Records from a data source
========

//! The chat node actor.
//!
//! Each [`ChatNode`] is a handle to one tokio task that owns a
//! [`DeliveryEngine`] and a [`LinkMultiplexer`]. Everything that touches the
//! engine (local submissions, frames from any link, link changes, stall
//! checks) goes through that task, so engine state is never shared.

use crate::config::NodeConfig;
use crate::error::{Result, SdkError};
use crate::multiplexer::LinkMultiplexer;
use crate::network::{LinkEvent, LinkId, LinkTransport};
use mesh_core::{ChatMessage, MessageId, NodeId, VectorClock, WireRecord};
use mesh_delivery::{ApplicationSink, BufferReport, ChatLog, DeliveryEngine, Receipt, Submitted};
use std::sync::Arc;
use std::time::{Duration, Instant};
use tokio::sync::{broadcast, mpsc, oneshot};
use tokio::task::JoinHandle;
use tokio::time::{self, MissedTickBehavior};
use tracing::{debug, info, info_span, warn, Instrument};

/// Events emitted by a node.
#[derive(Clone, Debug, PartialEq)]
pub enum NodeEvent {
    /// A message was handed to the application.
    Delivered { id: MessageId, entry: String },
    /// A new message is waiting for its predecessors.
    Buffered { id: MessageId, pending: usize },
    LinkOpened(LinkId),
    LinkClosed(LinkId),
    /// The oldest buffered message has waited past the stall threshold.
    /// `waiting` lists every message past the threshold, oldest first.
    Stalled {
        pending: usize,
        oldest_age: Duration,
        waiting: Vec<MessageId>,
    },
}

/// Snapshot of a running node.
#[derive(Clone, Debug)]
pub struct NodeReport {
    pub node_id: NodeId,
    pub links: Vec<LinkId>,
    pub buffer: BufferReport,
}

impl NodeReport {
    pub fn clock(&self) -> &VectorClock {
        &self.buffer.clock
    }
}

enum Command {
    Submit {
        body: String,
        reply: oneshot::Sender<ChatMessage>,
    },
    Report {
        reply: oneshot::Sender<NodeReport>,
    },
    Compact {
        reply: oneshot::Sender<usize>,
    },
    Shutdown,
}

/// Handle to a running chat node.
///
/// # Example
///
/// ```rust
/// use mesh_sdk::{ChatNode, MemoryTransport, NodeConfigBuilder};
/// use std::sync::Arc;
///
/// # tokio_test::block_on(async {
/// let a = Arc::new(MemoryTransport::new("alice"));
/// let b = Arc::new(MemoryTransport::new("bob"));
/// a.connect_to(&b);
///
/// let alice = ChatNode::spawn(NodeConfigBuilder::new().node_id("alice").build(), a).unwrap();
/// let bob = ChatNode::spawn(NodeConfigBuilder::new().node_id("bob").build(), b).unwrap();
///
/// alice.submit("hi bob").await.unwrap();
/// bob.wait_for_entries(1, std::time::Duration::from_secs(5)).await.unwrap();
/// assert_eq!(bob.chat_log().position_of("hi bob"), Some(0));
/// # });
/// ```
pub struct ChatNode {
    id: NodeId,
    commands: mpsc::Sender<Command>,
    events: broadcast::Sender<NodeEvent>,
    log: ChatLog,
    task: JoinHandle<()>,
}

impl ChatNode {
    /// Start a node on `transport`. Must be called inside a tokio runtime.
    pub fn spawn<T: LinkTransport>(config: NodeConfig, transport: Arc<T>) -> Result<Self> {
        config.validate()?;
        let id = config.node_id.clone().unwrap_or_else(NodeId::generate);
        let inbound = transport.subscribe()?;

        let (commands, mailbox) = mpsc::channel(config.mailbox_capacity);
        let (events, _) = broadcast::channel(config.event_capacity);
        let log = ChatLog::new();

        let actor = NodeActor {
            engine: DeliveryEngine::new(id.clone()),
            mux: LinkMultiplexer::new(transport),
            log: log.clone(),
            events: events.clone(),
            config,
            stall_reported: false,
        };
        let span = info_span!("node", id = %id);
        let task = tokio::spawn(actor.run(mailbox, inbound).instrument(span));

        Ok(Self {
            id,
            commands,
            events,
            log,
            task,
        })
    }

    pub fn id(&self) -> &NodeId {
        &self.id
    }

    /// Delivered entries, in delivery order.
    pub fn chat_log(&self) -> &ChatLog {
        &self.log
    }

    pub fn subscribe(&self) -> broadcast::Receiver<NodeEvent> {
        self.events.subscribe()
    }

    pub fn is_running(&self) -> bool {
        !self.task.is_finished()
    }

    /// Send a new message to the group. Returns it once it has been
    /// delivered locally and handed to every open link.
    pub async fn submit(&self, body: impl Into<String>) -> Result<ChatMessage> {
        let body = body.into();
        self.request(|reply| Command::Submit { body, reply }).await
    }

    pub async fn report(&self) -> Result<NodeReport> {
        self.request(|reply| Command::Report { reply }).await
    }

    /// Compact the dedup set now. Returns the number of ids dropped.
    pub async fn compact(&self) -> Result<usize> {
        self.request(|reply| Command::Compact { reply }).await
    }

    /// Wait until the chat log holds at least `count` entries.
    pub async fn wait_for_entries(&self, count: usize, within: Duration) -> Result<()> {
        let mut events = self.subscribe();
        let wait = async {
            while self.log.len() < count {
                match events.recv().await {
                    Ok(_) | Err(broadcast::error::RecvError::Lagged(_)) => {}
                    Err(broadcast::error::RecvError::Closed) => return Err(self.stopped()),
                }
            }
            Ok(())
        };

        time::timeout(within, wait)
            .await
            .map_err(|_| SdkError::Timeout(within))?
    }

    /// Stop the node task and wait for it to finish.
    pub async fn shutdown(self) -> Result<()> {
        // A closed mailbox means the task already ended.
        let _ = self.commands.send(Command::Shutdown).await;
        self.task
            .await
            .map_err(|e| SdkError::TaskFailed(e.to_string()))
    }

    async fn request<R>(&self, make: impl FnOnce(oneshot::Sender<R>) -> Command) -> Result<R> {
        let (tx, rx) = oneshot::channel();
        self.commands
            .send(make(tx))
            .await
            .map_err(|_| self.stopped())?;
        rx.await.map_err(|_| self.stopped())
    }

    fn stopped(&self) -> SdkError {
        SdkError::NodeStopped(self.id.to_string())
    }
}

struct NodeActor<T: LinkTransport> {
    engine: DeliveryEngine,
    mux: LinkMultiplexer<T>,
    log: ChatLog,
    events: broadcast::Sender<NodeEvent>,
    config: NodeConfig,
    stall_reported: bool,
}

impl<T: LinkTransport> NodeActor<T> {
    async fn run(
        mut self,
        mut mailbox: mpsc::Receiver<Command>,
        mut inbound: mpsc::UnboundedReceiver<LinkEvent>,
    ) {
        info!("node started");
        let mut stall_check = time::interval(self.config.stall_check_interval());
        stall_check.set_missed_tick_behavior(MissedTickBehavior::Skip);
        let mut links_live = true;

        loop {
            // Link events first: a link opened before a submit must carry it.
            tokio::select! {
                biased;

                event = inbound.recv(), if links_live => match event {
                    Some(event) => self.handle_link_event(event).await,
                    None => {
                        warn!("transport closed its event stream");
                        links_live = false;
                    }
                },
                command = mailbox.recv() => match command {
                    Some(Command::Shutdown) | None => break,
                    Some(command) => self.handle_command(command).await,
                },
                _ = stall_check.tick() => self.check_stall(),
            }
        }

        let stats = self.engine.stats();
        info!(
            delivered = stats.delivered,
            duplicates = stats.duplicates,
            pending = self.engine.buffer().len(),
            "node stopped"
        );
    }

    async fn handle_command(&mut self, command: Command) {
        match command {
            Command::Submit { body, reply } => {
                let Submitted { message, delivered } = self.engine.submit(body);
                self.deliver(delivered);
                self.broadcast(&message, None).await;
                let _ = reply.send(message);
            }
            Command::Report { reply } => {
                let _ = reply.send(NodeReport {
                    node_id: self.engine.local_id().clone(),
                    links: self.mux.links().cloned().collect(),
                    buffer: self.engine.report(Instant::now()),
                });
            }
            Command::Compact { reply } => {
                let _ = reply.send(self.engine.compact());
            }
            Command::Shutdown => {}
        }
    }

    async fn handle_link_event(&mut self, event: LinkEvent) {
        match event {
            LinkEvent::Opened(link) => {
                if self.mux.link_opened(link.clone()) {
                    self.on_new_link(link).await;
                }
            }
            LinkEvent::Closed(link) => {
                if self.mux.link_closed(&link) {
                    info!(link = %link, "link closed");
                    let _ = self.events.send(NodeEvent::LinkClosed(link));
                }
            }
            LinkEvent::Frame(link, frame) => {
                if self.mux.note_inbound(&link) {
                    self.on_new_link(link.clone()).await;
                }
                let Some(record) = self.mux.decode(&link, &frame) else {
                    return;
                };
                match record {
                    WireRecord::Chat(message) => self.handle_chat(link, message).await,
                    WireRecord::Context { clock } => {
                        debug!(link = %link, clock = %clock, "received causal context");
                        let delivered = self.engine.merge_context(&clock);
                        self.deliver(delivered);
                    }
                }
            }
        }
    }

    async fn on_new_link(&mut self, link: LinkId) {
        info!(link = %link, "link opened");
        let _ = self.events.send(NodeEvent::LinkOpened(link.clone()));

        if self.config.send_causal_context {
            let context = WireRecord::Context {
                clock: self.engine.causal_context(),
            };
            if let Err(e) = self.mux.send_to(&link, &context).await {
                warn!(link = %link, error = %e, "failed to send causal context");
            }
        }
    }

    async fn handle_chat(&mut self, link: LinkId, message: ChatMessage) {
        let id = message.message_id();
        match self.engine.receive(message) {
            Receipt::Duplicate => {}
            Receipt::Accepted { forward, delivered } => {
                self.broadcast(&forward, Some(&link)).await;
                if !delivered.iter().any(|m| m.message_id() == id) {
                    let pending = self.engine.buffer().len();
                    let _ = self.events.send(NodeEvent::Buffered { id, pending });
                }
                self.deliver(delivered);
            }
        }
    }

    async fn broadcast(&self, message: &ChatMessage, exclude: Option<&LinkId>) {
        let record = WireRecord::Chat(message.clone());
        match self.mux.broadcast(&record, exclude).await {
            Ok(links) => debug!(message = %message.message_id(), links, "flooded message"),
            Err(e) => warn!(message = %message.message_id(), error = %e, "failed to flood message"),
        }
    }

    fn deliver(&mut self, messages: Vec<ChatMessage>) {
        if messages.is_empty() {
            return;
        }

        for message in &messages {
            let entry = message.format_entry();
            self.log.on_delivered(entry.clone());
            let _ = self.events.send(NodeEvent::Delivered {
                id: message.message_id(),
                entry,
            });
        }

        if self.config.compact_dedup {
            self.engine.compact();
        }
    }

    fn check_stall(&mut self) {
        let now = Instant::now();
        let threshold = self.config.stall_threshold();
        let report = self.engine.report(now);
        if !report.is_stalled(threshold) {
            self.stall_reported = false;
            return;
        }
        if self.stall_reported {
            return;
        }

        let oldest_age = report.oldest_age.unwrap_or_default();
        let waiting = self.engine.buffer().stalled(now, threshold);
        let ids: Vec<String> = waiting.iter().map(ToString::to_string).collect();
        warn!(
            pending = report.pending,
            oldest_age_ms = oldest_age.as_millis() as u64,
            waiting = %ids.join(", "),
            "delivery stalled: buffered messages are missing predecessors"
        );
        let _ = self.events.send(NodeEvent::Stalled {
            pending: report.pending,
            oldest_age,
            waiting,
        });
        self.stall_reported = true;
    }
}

========

[DESCRIPTION OF THE TASK] Please return every line in the data that includes the string "LinkOpened".

[RESPONSE BOX]
    LinkOpened(LinkId),
        let _ = self.events.send(NodeEvent::LinkOpened(link.clone()));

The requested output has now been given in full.